Certain persons were the owners of a racing track for motor cars. The track was oval in shape and measured two miles or more in circumference. It contained a long straight stretch known as the finishing straight, which was over 100 feet wide and was bounded on its outer side by a cement kerb 6 inches in height, beyond which was a strip of grass 4 feet 5 inches in width enclosed within an iron railing 4 feet 6 inches high. Spectators were admitted on payment to view the races, and stands were provided in which they could do this in safety, but many persons preferred to stand along and outside the railing. Among the competing cars in a long distance race on this track two cars were running along the finishing straight at a pace of over 100 miles an hour and were approaching a sharp bend to the left; the car in front and more to the left turned to the right; the other car did the same, but in so doing touched the off side of the first mentioned car, with the strange result that the first mentioned car shot into the air over the kerb and the grass margin and into the railing, killing two spectators and injuring others. The course was opened in 1907. No accident like this had ever happened before.
In an action by one of the injured spectators against the owners of the racing track the jury found that the defendants were negligent in that having invited the public to witness a highly dangerous sport they had failed by notices or otherwise to give warning of, or protection from, the dangers incident thereto, and to keep spectators at a safe distance from the track. Judgment having been given for the plaintiff on these findings: -
Held, that it was the duty of the appellant s to see that the course was as free from danger as reasonable care and skill could make it, but that they were not insurers against accidents which no reasonable diligence could foresee or against dangers inherent in a sport which any reasonable spectator can foresee and of which he takes the risk, and consequently that there was no, evidence to support the verdict of the jury.
7.       For attracting the defence of consent, there are two ingredients to be ensured. 1. The consent must be free. The act must be same for which the consent was given. 3. Mere knowledge does not imply consent.
The defendant was a singing coach. He told one of his 16 year old pupil that he was performing an act to open her air passages to improve her singing. In fact he was having sexual intercourse with her. It was held that her consent was vitiated by fraud as to the nature and quality of the act.
March 27 1944
The plaintiff, a carter employed to collect road sweepings by a municipal corporation, was ordered by his foreman to take out a horse which, to the knowledge of both of them, had run away on at least two previous occasions when driven by a fellow employee. The carter protested, but the foreman said that it was an order of the borough surveyor. Some weeks later, the horse ran away and the plaintiff was thrown from his cart and suffered personal injuries. In an action against the corporation by the plaintiff, alleging that they had failed in their duty to provide him with a horse which was safe and suitable for the work which he had to perform.
Court held that the plaintiff being an employee of the defendant, he is not having the freedom to choose as their relation is master servant relation. The court observed that the nature of the consent should be keenly observed.

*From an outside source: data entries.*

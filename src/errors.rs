use axum::http::StatusCode;
use axum::response::{IntoResponse, Json, Response};

/// Closed set of failures the simulator can surface.
/// Every variant maps to a fixed client message; the inner text is for logs only.
#[derive(Debug, thiserror::Error)]
pub enum SimError {
    #[error("no price data for ticker: {0}")]
    NotFound(String),

    #[error("invalid input: {0}")]
    Validation(String),

    #[error("network error: {0}")]
    Network(String),

    #[error("price provider timed out")]
    Timeout,

    #[error("price provider rate limited the request")]
    RateLimited,

    #[error("parse error: {0}")]
    Parse(String),

    #[error("config error: {0}")]
    Config(String),
}

impl SimError {
    /// Failures that may succeed if the same request is repeated later.
    pub fn is_transient(&self) -> bool {
        matches!(
            self,
            SimError::Network(_) | SimError::Timeout | SimError::RateLimited | SimError::Parse(_)
        )
    }

    pub fn status(&self) -> StatusCode {
        match self {
            SimError::NotFound(_) => StatusCode::NOT_FOUND,
            SimError::Validation(_) => StatusCode::BAD_REQUEST,
            _ => StatusCode::INTERNAL_SERVER_ERROR,
        }
    }
}

impl From<reqwest::Error> for SimError {
    fn from(e: reqwest::Error) -> Self {
        if e.is_timeout() {
            SimError::Timeout
        } else if e.is_decode() {
            SimError::Parse(e.to_string())
        } else {
            SimError::Network(e.to_string())
        }
    }
}

impl From<serde_json::Error> for SimError {
    fn from(e: serde_json::Error) -> Self {
        SimError::Parse(e.to_string())
    }
}

impl IntoResponse for SimError {
    fn into_response(self) -> Response {
        let status = self.status();
        let body = match &self {
            SimError::NotFound(ticker) => serde_json::json!({
                "error": format!("No data found for ticker: {ticker}"),
            }),
            SimError::Validation(msg) => serde_json::json!({ "error": msg }),
            SimError::Config(_) => serde_json::json!({ "error": "Internal server error" }),
            _ => serde_json::json!({
                "error": "Error fetching data",
                "details": "If this persists, please try again in a few minutes",
            }),
        };
        (status, Json(body)).into_response()
    }
}

pub type SimResult<T> = Result<T, SimError>;

#[cfg(test)]
mod tests {
    use super::*;

    #[test]
    fn test_status_mapping() {
        assert_eq!(SimError::NotFound("XYZ".into()).status(), StatusCode::NOT_FOUND);
        assert_eq!(SimError::Validation("x".into()).status(), StatusCode::BAD_REQUEST);
        assert_eq!(SimError::Timeout.status(), StatusCode::INTERNAL_SERVER_ERROR);
        assert_eq!(SimError::Config("x".into()).status(), StatusCode::INTERNAL_SERVER_ERROR);
    }

    #[test]
    fn test_transient_kinds() {
        assert!(SimError::Timeout.is_transient());
        assert!(SimError::RateLimited.is_transient());
        assert!(SimError::Parse("bad".into()).is_transient());
        assert!(!SimError::NotFound("XYZ".into()).is_transient());
        assert!(!SimError::Validation("x".into()).is_transient());
    }

    #[tokio::test]
    async fn test_transient_body_does_not_leak_internal_text() {
        let resp = SimError::Network("connection refused at 10.0.0.1".into()).into_response();
        assert_eq!(resp.status(), StatusCode::INTERNAL_SERVER_ERROR);
        let bytes = axum::body::to_bytes(resp.into_body(), usize::MAX).await.unwrap();
        let text = String::from_utf8(bytes.to_vec()).unwrap();
        assert!(!text.contains("10.0.0.1"));
        assert!(text.contains("Error fetching data"));
    }
}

10.   Mere knowledge does not imply consent
The Claimant sued his employers for injuries sustained while in the course of working in their employment. He was employed to hold a drill in position whilst two other workers took it in turns to hit the drill with a hammer. Next to where he was working another set of workers were engaged in taking out stones and putting them into a steam crane which swung over the place where the Claimant was working. The Claimant was injured when a stone fell out of the crane and struck him on the head. The Defendant raised the defence of volenti non fit injuria in that the Claimant knew it was a dangerous practice and had complained that it was dangerous but nevertheless continued. At trial the jury found for the Claimant. The Defendant appealed and the Court of Appeal allowed the appeal holding that the Claimant was precluded from recovering as he had willingly accepted the risk. The Claimant appealed to the House of Lords.
Held 3:2 Decision.
The appeal was allowed. The Claimant may have been aware of the danger of the job, but had not consented to the lack of care. He was therefore entitled to recover damages.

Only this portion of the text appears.